IMPACTO DO DESFECHO NEONATAL EM PUÉRPERAS DE RECÉM-NASCIDOS PORTADORES DE ANOMALIA CONGÊNITA

Julyane Vasconcelos Oliveira, Flavia Westphal, Anelise Riedel Abrahäo

Resumo


Este estudo teve por finalidade identificar em puérperas, sinais de estresse decorrentes do processo
de enfrentamento da gestação de um feto portador de anomalia congênita. Trata-se de um estudo transversal,
realizado no ambulatório de medicina fetal da Universidade Federal de São Paulo, entre janeiro e abril de
2014. Para este estudo foram utilizados dois instrumentos de coleta de dados: um formulário de identificação
sociodemográfica e de antecedentes reprodutivos e a Escala do Impacto do Evento- Revisada, aplicados a 24
puérperas.
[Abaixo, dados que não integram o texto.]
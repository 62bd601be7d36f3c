//! Softpal PGD decompressors
//!
//! Both variants share one control stream: a byte with a 0x100 stop bit,
//! consumed LSB first, where a set bit starts a back-reference and a clear
//! bit a literal run.

use super::{CodecError, CodecResult, Input, alloc_output, copy_back, copy_overlapped, truncated};

/// Look-behind window of `PGD/11_C` images
pub const LOOK_BEHIND_11C: usize = 3000;

/// Look-behind window of `PGD/00_C` images
pub const LOOK_BEHIND_00C: usize = 0xFFC;

struct Control<'a> {
    input: Input<'a>,
    ctl: u32,
}

impl<'a> Control<'a> {
    fn new(packed: &'a [u8]) -> Self {
        Self {
            input: Input::new(packed),
            ctl: 1,
        }
    }

    fn next(&mut self) -> Option<bool> {
        if self.ctl == 1 {
            self.ctl = u32::from(self.input.u8()?) | 0x100;
        }
        let bit = self.ctl & 1 != 0;
        self.ctl >>= 1;
        Some(bit)
    }

    fn literal_run(&mut self, out: &mut [u8], dst: usize) -> Option<usize> {
        let count = usize::from(self.input.u8()?).min(out.len() - dst);
        let bytes = self.input.take(count)?;
        out[dst..dst + count].copy_from_slice(bytes);
        Some(count)
    }
}

/// Unpack the windowed variant used by `11_C` and `00_C` images
///
/// Copy sources are measured from the start of a window that trails the
/// output by `look_behind` bytes.
pub fn unpack_window(packed: &[u8], len: usize, look_behind: usize) -> CodecResult<Vec<u8>> {
    let mut out = alloc_output(len)?;
    let mut ctl = Control::new(packed);
    let mut dst = 0;

    while dst < len {
        let is_copy = ctl.next().ok_or_else(|| truncated(len, dst))?;
        if is_copy {
            let v = usize::from(ctl.input.u16_le().ok_or_else(|| truncated(len, dst))?);
            let count = (v & 0xF) + 3;
            let src = dst.saturating_sub(look_behind) + (v >> 4);
            if src >= dst {
                return Err(CodecError::InvalidBackReference {
                    position: dst,
                    distance: src,
                });
            }
            dst += copy_overlapped(&mut out, src, dst, count);
        } else {
            dst += ctl
                .literal_run(&mut out, dst)
                .ok_or_else(|| truncated(len, dst))?;
        }
    }

    Ok(out)
}

/// Unpack the compact `PGD/GE` variant
pub fn unpack_ge(packed: &[u8], len: usize) -> CodecResult<Vec<u8>> {
    let mut out = alloc_output(len)?;
    let mut ctl = Control::new(packed);
    let mut dst = 0;

    while dst < len {
        let is_copy = ctl.next().ok_or_else(|| truncated(len, dst))?;
        if is_copy {
            let v = usize::from(ctl.input.u16_le().ok_or_else(|| truncated(len, dst))?);
            let count = if v & 8 != 0 {
                (v & 7) + 4
            } else {
                usize::from(ctl.input.u8().ok_or_else(|| truncated(len, dst))?) + 4
            };
            dst += copy_back(&mut out, dst, v >> 4, count)?;
        } else {
            dst += ctl
                .literal_run(&mut out, dst)
                .ok_or_else(|| truncated(len, dst))?;
        }
    }

    Ok(out)
}

#[cfg(test)]
#[allow(clippy::expect_used, clippy::unwrap_used)]
mod tests {
    use super::*;

    #[test]
    fn test_window_literal_then_copy() {
        // ctl 0b10: literal run of 3, then copy from window start + 0, count 6
        let packed = [0b10, 3, b'x', b'y', b'z', 0x03, 0x00];
        let out = unpack_window(&packed, 9, LOOK_BEHIND_11C).unwrap();
        assert_eq!(out, b"xyzxyzxyz");
    }

    #[test]
    fn test_window_source_follows_look_behind() {
        let data: Vec<u8> = (0..20u8).collect();
        // literal run of 20, then copy count 3 from (20 - 8) + 1 = 13
        let mut packed = vec![0b10, 20];
        packed.extend(&data);
        packed.extend([0x10, 0x00]);
        let out = unpack_window(&packed, 23, 8).unwrap();
        assert_eq!(&out[20..], &[13, 14, 15]);
    }

    #[test]
    fn test_window_rejects_forward_source() {
        // copy from window start + 5 with only 1 byte produced
        let packed = [0b10, 1, b'a', 0x50, 0x00];
        assert!(matches!(
            unpack_window(&packed, 8, LOOK_BEHIND_00C),
            Err(CodecError::InvalidBackReference { .. })
        ));
    }

    #[test]
    fn test_ge_short_and_long_counts() {
        // literal "ab", copy distance 2 count (1 & 7) + 4 = 5,
        // copy distance 1 with extension byte 2 -> count 6
        let packed = [0b110, 2, b'a', b'b', 0x29, 0x00, 0x10, 0x00, 2];
        let out = unpack_ge(&packed, 13).unwrap();
        assert_eq!(out, b"abababaaaaaaa");
    }

    #[test]
    fn test_truncated() {
        let packed = [0b0, 4, b'a', b'b'];
        assert_eq!(
            unpack_ge(&packed, 4),
            Err(CodecError::Truncated {
                expected: 4,
                produced: 0
            })
        );
        assert!(unpack_window(&[], 1, LOOK_BEHIND_11C).is_err());
    }

    mod proptest_tests {
        use super::*;
        use proptest::prelude::*;

        proptest! {
            #[test]
            fn ge_literals_only(data in proptest::collection::vec(any::<u8>(), 1..200)) {
                // one literal run per control bit, runs of at most 255
                let mut packed = Vec::new();
                for group in data.chunks(255 * 8) {
                    packed.push(0);
                    for run in group.chunks(255) {
                        packed.push(run.len() as u8);
                        packed.extend(run);
                    }
                }
                prop_assert_eq!(unpack_ge(&packed, data.len()).unwrap(), data);
            }
        }
    }
}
Foram identificados sinais de estresse em 62,5% das puérperas estudadas, sendo que destas, 41,7%
gestaram fetos inviáveis. Quanto ao período gestacional do diagnóstico fetal, verificou-se que 75% das mulheres
o receberam no 2º trimestre de gestação e do total, 37,5% apresentaram alta probabilidade de ter transtorno
de estresse pós-traumático. Assim, podemos supor que o diagnóstico precoce permite assistência de maior
qualidade a gestante/casal/família, favorecendo evolução pós-parto com menor estresse.


Palavras-chave


Anormalidades congênitas; Período pós-par to; Transtornos de estresse traumático; Enfermagem materno-infantil.